Browsing the library shelves takes time and patience. Maybe that’s why my husband is better at it. He’s retired now. He has all the time in the world. Yes, it’s summer break for me, but that clock that is working life hasn’t stopped for me. It’s still ticking away inside my head, insisting that I certainly do not have the time to spend half an hour in the basement of the library, looking at books, many of which I won’t even end up checking out. Or maybe it’s just that I’m less patient in general.
Maybe that’s why browsing feels so strange now. It’s not efficient. It’s a leisurely activity. It’s haphazard and random. It is, in some ways, the opposite of an algorithm. There is no outside force dictating which books I pull off the shelves and which I don’t. There’s just which books are in the library collection in the first place and how they fit on the shelves. There is nothing systematic about it.
Maybe that’s why the prospect of browsing the shelves makes me feel like that kid again. Yes, a little anxious that Mom will run out of patience and say it’s time to go before I’ve made my final decision. Nervous that I’ll end up stuck with a bunch of dud books and have to wait a whole week to try again.
But also bubbling with the knowledge that each book is a doorway. What I am doing, standing in front of those shelves, is standing before the gateways to a thousand different universes. A thousand different worlds, each of them waiting to invite me inside. When I’m browsing the shelves, no one’s telling me where to go. I have to decide for myself. Anything could happen because inside the pages of a book, everything is possible. Yes, it might take some time to find the right door, but surely it’s worth it.
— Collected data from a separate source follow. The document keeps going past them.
//! Lock-free metrics collection and periodic reporting
//!
//! The cycle loop, the HTTP handlers and the subscriber sessions all record
//! into the same `Metrics` through relaxed atomics. `report()` swaps the
//! periodic counters to zero; monotonic totals are only ever loaded.
//!
//! NOTE: Relaxed ordering is intentional. These are statistical counters and
//! must not be used for coordination.

use parking_lot::Mutex;
use std::sync::atomic::{AtomicU64, Ordering};
use std::time::Instant;
use tracing::info;

/// Cycle latency bucket boundaries (microseconds)
/// Buckets: ≤500, ≤1000, ≤2000, ≤4000, ≤8000, ≤16000, ≤32000, ≤64000, ≤128000, ≤256000, >256000
const BUCKET_BOUNDS: [u64; 10] = [500, 1000, 2000, 4000, 8000, 16000, 32000, 64000, 128000, 256000];
const NUM_BUCKETS: usize = 11;

#[inline]
fn bucket_index(latency_us: u64) -> usize {
    BUCKET_BOUNDS.partition_point(|&bound| bound < latency_us)
}

#[inline]
fn update_atomic_max(atomic_max: &AtomicU64, new_value: u64) {
    let mut current_max = atomic_max.load(Ordering::Relaxed);
    while new_value > current_max {
        match atomic_max.compare_exchange_weak(
            current_max,
            new_value,
            Ordering::Relaxed,
            Ordering::Relaxed,
        ) {
            Ok(_) => break,
            Err(actual) => current_max = actual,
        }
    }
}

#[inline]
fn swap_buckets(buckets: &[AtomicU64; NUM_BUCKETS]) -> [u64; NUM_BUCKETS] {
    let mut result = [0u64; NUM_BUCKETS];
    for (i, bucket) in buckets.iter().enumerate() {
        result[i] = bucket.swap(0, Ordering::Relaxed);
    }
    result
}

/// Upper bound of the bucket holding the given percentile
fn percentile_from_buckets(buckets: &[u64; NUM_BUCKETS], percentile: f64) -> u64 {
    let total: u64 = buckets.iter().sum();
    if total == 0 {
        return 0;
    }

    let target = ((total as f64 * percentile).ceil() as u64).max(1);
    let mut cumulative = 0u64;

    // Last bucket is open-ended; report 2x the previous bound
    const BUCKET_UPPER_BOUNDS: [u64; NUM_BUCKETS] =
        [500, 1000, 2000, 4000, 8000, 16000, 32000, 64000, 128000, 256000, 512000];

    for (i, &count) in buckets.iter().enumerate() {
        cumulative += count;
        if cumulative >= target {
            return BUCKET_UPPER_BOUNDS[i];
        }
    }
    BUCKET_UPPER_BOUNDS[NUM_BUCKETS - 1]
}

/// Lock-free metrics collector
pub struct Metrics {
    /// Cycles run (monotonic)
    cycles_total: AtomicU64,
    /// Cycles since last report (reset on report)
    cycles_since_report: AtomicU64,
    /// Sum of cycle processing latencies, excluding the sensor wait (reset on report)
    cycle_latency_sum_us: AtomicU64,
    /// Max cycle processing latency (reset on report)
    cycle_latency_max_us: AtomicU64,
    /// Cycle processing latency histogram (reset on report)
    cycle_latency_buckets: [AtomicU64; NUM_BUCKETS],
    /// Frames received from the sensor (monotonic)
    frames_total: AtomicU64,
    /// Frames in which every slot was invalid (monotonic)
    empty_frames_total: AtomicU64,
    /// Reads that returned nothing (monotonic)
    no_data_total: AtomicU64,
    /// Sensor link reinitialisations (monotonic)
    recoveries_total: AtomicU64,
    /// Telemetry messages queued to subscribers (monotonic)
    telemetry_sent_total: AtomicU64,
    /// Telemetry messages dropped on a full subscriber queue (monotonic)
    telemetry_dropped_total: AtomicU64,
    /// Connected telemetry subscribers (gauge)
    subscribers: AtomicU64,
    /// Zone updates applied (monotonic)
    zone_updates_total: AtomicU64,
    /// Zone updates rejected without mutation (monotonic)
    zone_updates_rejected: AtomicU64,
    last_report_time: Mutex<Instant>,
}

impl Metrics {
    pub fn new() -> Self {
        Self {
            cycles_total: AtomicU64::new(0),
            cycles_since_report: AtomicU64::new(0),
            cycle_latency_sum_us: AtomicU64::new(0),
            cycle_latency_max_us: AtomicU64::new(0),
            cycle_latency_buckets: std::array::from_fn(|_| AtomicU64::new(0)),
            frames_total: AtomicU64::new(0),
            empty_frames_total: AtomicU64::new(0),
            no_data_total: AtomicU64::new(0),
            recoveries_total: AtomicU64::new(0),
            telemetry_sent_total: AtomicU64::new(0),
            telemetry_dropped_total: AtomicU64::new(0),
            subscribers: AtomicU64::new(0),
            zone_updates_total: AtomicU64::new(0),
            zone_updates_rejected: AtomicU64::new(0),
            last_report_time: Mutex::new(Instant::now()),
        }
    }

    /// Record one completed cycle and its processing latency
    pub fn record_cycle(&self, latency_us: u64) {
        self.cycles_total.fetch_add(1, Ordering::Relaxed);
        self.cycles_since_report.fetch_add(1, Ordering::Relaxed);
        self.cycle_latency_sum_us.fetch_add(latency_us, Ordering::Relaxed);
        update_atomic_max(&self.cycle_latency_max_us, latency_us);
        self.cycle_latency_buckets[bucket_index(latency_us)].fetch_add(1, Ordering::Relaxed);
    }

    /// Record a received frame; `valid_targets == 0` counts as an empty frame
    pub fn record_frame(&self, valid_targets: usize) {
        self.frames_total.fetch_add(1, Ordering::Relaxed);
        if valid_targets == 0 {
            self.empty_frames_total.fetch_add(1, Ordering::Relaxed);
        }
    }

    pub fn record_no_data(&self) {
        self.no_data_total.fetch_add(1, Ordering::Relaxed);
    }

    pub fn record_recovery(&self) {
        self.recoveries_total.fetch_add(1, Ordering::Relaxed);
    }

    pub fn record_telemetry(&self, sent: u64, dropped: u64) {
        if sent > 0 {
            self.telemetry_sent_total.fetch_add(sent, Ordering::Relaxed);
        }
        if dropped > 0 {
            self.telemetry_dropped_total.fetch_add(dropped, Ordering::Relaxed);
        }
    }

    pub fn set_subscribers(&self, count: u64) {
        self.subscribers.store(count, Ordering::Relaxed);
    }

    pub fn record_zone_update(&self, applied: bool) {
        if applied {
            self.zone_updates_total.fetch_add(1, Ordering::Relaxed);
        } else {
            self.zone_updates_rejected.fetch_add(1, Ordering::Relaxed);
        }
    }

    pub fn cycles_total(&self) -> u64 {
        self.cycles_total.load(Ordering::Relaxed)
    }

    pub fn recoveries_total(&self) -> u64 {
        self.recoveries_total.load(Ordering::Relaxed)
    }

    pub fn telemetry_dropped_total(&self) -> u64 {
        self.telemetry_dropped_total.load(Ordering::Relaxed)
    }

    pub fn subscribers(&self) -> u64 {
        self.subscribers.load(Ordering::Relaxed)
    }

    /// Snapshot all counters, resetting the periodic ones
    pub fn report(&self) -> MetricsSummary {
        let cycles = self.cycles_since_report.swap(0, Ordering::Relaxed);
        let latency_sum = self.cycle_latency_sum_us.swap(0, Ordering::Relaxed);
        let latency_max = self.cycle_latency_max_us.swap(0, Ordering::Relaxed);
        let buckets = swap_buckets(&self.cycle_latency_buckets);

        let elapsed = {
            let mut last = self.last_report_time.lock();
            let elapsed = last.elapsed();
            *last = Instant::now();
            elapsed
        };

        let cycles_per_sec = if elapsed.as_secs_f64() > 0.0 {
            cycles as f64 / elapsed.as_secs_f64()
        } else {
            0.0
        };

        MetricsSummary {
            cycles_total: self.cycles_total.load(Ordering::Relaxed),
            cycles_per_sec,
            avg_cycle_latency_us: if cycles > 0 { latency_sum / cycles } else { 0 },
            max_cycle_latency_us: latency_max,
            cycle_p99_us: percentile_from_buckets(&buckets, 0.99),
            frames_total: self.frames_total.load(Ordering::Relaxed),
            empty_frames_total: self.empty_frames_total.load(Ordering::Relaxed),
            no_data_total: self.no_data_total.load(Ordering::Relaxed),
            recoveries_total: self.recoveries_total.load(Ordering::Relaxed),
            telemetry_sent_total: self.telemetry_sent_total.load(Ordering::Relaxed),
            telemetry_dropped_total: self.telemetry_dropped_total.load(Ordering::Relaxed),
            subscribers: self.subscribers.load(Ordering::Relaxed),
            zone_updates_total: self.zone_updates_total.load(Ordering::Relaxed),
            zone_updates_rejected: self.zone_updates_rejected.load(Ordering::Relaxed),
        }
    }
}

impl Default for Metrics {
    fn default() -> Self {
        Self::new()
    }
}

#[derive(Debug, Clone)]
pub struct MetricsSummary {
    pub cycles_total: u64,
    pub cycles_per_sec: f64,
    pub avg_cycle_latency_us: u64,
    pub max_cycle_latency_us: u64,
    pub cycle_p99_us: u64,
    pub frames_total: u64,
    pub empty_frames_total: u64,
    pub no_data_total: u64,
    pub recoveries_total: u64,
    pub telemetry_sent_total: u64,
    pub telemetry_dropped_total: u64,
    pub subscribers: u64,
    pub zone_updates_total: u64,
    pub zone_updates_rejected: u64,
}

impl MetricsSummary {
    pub fn log(&self) {
        info!(
            cycles_total = %self.cycles_total,
            cycles_per_sec = format!("{:.1}", self.cycles_per_sec),
            avg_cycle_us = %self.avg_cycle_latency_us,
            max_cycle_us = %self.max_cycle_latency_us,
            p99_cycle_us = %self.cycle_p99_us,
            frames = %self.frames_total,
            empty_frames = %self.empty_frames_total,
            no_data = %self.no_data_total,
            recoveries = %self.recoveries_total,
            telemetry_sent = %self.telemetry_sent_total,
            telemetry_dropped = %self.telemetry_dropped_total,
            subscribers = %self.subscribers,
            zone_updates = %self.zone_updates_total,
            zone_updates_rejected = %self.zone_updates_rejected,
            "metrics"
        );
    }
}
I am a daisy-chainer when it comes to book selections. Some time in the dark distant past, I found a book that intrigued me and as I read it, I discovered references to other books as I read through the first author’s body of work. That led to the next author and all her books, wherein I found references to other writers and all their books, a daisy chain that continues to this day, except, like a branching genealogical tree, the list of must reads grows exponentially.
There are tools that help speed up reading productivity. Audible books are very help. Ebooks help, but I doubt I will ever catch up.
To paraphrase the old proverb about when the house is finished, the man dies, if I ever catch up on my reading backlog, I will die, which means at this point, I am destined to live forever.
Browsing shelves of books was and is one of my favorite states of being. These days, I often order the book ahead of time and then just breeze in an pick it up but even when I do this, I cannot resist the lure of those spines lined up alphabetically on the "New" shelf or deep in the stacks, long unvisited. On sad days, I am struck by the sheer number of books in the world and how so many lie forgotten. On good days, I thrill myself with the discovery of an old book that is new to me. I feel like one of those old water seekers walking around with a divining rod.